ZDROWIE | Czwartek, 13 sierpnia 2020 (09:32)
Mnożą się w popularnej prasie artykuły na temat tego, co jest groźniejsze: grypa czy COVID-19. Zestawia się w nich dane o tym, która choroba jest bardziej zakaźna i która jest bardziej śmiertelna, traktując zresztą stosowne dane z pewną nonszalancją, czyli nie wnikając w metodologiczną poprawność. Abstrahując nawet od żonglerki statystykami, czemu te porównania służą?
1 / 5
Można pociągnąć tę zabawę dalej. Dlaczego koncentrować się li tylko na grypie i COVID-19? Co jest groźniejsze: rak płuca czy rak piersi?
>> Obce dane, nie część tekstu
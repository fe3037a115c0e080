#![forbid(unsafe_code)]

use std::fs;
use std::path::{Path, PathBuf};

use miette::Diagnostic;
use serde::Deserialize;
use thiserror::Error;

pub const MANIFEST_FILE: &str = "covenant.toml";

#[derive(Debug, Error, Diagnostic)]
#[error("verifier config error: {message}")]
#[diagnostic(code(covenant::verify::config))]
pub struct ConfigError {
    pub message: String,
}

#[derive(Clone, Copy, Debug, PartialEq, Eq, Deserialize)]
#[serde(rename_all = "lowercase")]
pub enum SmtProfile {
    /// Very low timeouts; quantifiers rejected.
    Fast,
    /// CI-friendly medium timeouts; quantifiers rejected.
    Ci,
    /// Higher timeouts; quantifiers allowed.
    Thorough,
}

impl SmtProfile {
    pub fn default_timeout_ms(self) -> u32 {
        match self {
            SmtProfile::Fast => 50,
            SmtProfile::Ci => 250,
            SmtProfile::Thorough => 2_000,
        }
    }

    pub fn allows_quantifiers(self) -> bool {
        matches!(self, SmtProfile::Thorough)
    }

    pub fn parse(raw: &str) -> Option<Self> {
        match raw.trim().to_ascii_lowercase().as_str() {
            "fast" => Some(SmtProfile::Fast),
            "ci" => Some(SmtProfile::Ci),
            "thorough" => Some(SmtProfile::Thorough),
            _ => None,
        }
    }

    pub fn name(self) -> &'static str {
        match self {
            SmtProfile::Fast => "fast",
            SmtProfile::Ci => "ci",
            SmtProfile::Thorough => "thorough",
        }
    }
}

#[derive(Clone, Copy, Debug, PartialEq, Eq)]
pub struct VerifyOptions {
    pub profile: SmtProfile,
    /// Caller-chosen bound for the single solver check; falls back to the profile default.
    pub timeout_ms: Option<u32>,
    pub random_seed: u32,
    pub max_quantifier_binders: usize,
}

impl Default for VerifyOptions {
    fn default() -> Self {
        Self {
            profile: SmtProfile::Thorough,
            timeout_ms: None,
            random_seed: 0,
            max_quantifier_binders: 4,
        }
    }
}

#[derive(Clone, Debug, Default, Deserialize)]
struct Manifest {
    #[serde(default)]
    verify: Option<VerifySection>,
}

#[derive(Clone, Debug, Default, Deserialize)]
struct VerifySection {
    #[serde(default)]
    profile: Option<SmtProfile>,
    #[serde(default)]
    timeout_ms: Option<u32>,
    #[serde(default)]
    random_seed: Option<u32>,
    #[serde(default)]
    max_quantifier_binders: Option<usize>,
}

impl VerifyOptions {
    pub fn with_profile(profile: SmtProfile) -> Self {
        Self {
            profile,
            ..Self::default()
        }
    }

    pub fn with_timeout_ms(mut self, timeout_ms: u32) -> Self {
        self.timeout_ms = Some(timeout_ms);
        self
    }

    pub fn effective_timeout_ms(&self) -> u32 {
        self.timeout_ms.unwrap_or_else(|| self.profile.default_timeout_ms())
    }

    /// Parse the `[verify]` table of a manifest. Missing keys keep their defaults.
    pub fn from_toml_str(raw: &str) -> Result<Self, ConfigError> {
        let parsed: Manifest = toml::from_str(raw).map_err(|e| ConfigError {
            message: format!("failed to parse manifest: {e}"),
        })?;

        let mut out = Self::default();
        if let Some(section) = parsed.verify {
            if let Some(profile) = section.profile {
                out.profile = profile;
            }
            out.timeout_ms = section.timeout_ms.or(out.timeout_ms);
            if let Some(seed) = section.random_seed {
                out.random_seed = seed;
            }
            if let Some(max) = section.max_quantifier_binders {
                out.max_quantifier_binders = max;
            }
        }
        Ok(out)
    }

    pub fn load_from_manifest(path: &Path) -> Result<Self, ConfigError> {
        let raw = fs::read_to_string(path).map_err(|e| ConfigError {
            message: format!("failed to read {}: {e}", path.display()),
        })?;
        Self::from_toml_str(&raw).map_err(|e| ConfigError {
            message: format!("{}: {}", path.display(), e.message),
        })
    }

    /// `COVENANT_SMT_PROFILE` / `COVENANT_SMT_TIMEOUT_MS` take precedence over the manifest.
    pub fn with_env_overrides(self) -> Result<Self, ConfigError> {
        self.apply_overrides(|key| std::env::var(key).ok())
    }

    pub fn apply_overrides(mut self, lookup: impl Fn(&str) -> Option<String>) -> Result<Self, ConfigError> {
        if let Some(raw) = lookup("COVENANT_SMT_PROFILE") {
            self.profile = SmtProfile::parse(&raw).ok_or_else(|| ConfigError {
                message: format!("COVENANT_SMT_PROFILE: unknown profile `{raw}` (expected fast, ci or thorough)"),
            })?;
        }
        if let Some(raw) = lookup("COVENANT_SMT_TIMEOUT_MS") {
            let ms = raw.trim().parse::<u32>().map_err(|e| ConfigError {
                message: format!("COVENANT_SMT_TIMEOUT_MS: `{raw}` is not a millisecond count: {e}"),
            })?;
            self.timeout_ms = Some(ms);
        }
        Ok(self)
    }
}

/// Walk up from `start` looking for `covenant.toml`.
pub fn find_manifest(start: &Path) -> Option<PathBuf> {
    let mut cur = if start.is_file() {
        start.parent()?.to_path_buf()
    } else {
        start.to_path_buf()
    };

    loop {
        let candidate = cur.join(MANIFEST_FILE);
        if candidate.exists() {
            return Some(candidate);
        }
        match cur.parent().map(|p| p.to_path_buf()) {
            Some(p) => cur = p,
            None => return None,
        }
    }
}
Zapalenie płuc wywołane przez pneumokoki czy posocznica meningokokowa? Dżuma czy cholera? Depresja czy lęk uogólniony? HIV czy kiła? Schizofrenia czy choroba afektywna dwubiegunowa? Albo jeszcze dalej: dżuma czy HIV? Posocznica meningokokowa czy rak piersi? Można też w tych „analizach” wejść na poziom rozważań etycznych i światopoglądowych. Pozostając przy COVID-19 i grypie: którą z tych chorób ogłosimy groźniejszą, biorąc pod uwagę to, że w COVID-19 ryzyko ciężkiego przebiegu i śmierci związane jest z zaawansowanym wiekiem i chorobami współistniejącymi takimi jak na przykład cukrzyca, a w przypadku grypy – to ryzyko rośnie też w innych grupach: w populacji kobiet w ciąży oraz małych dzieci?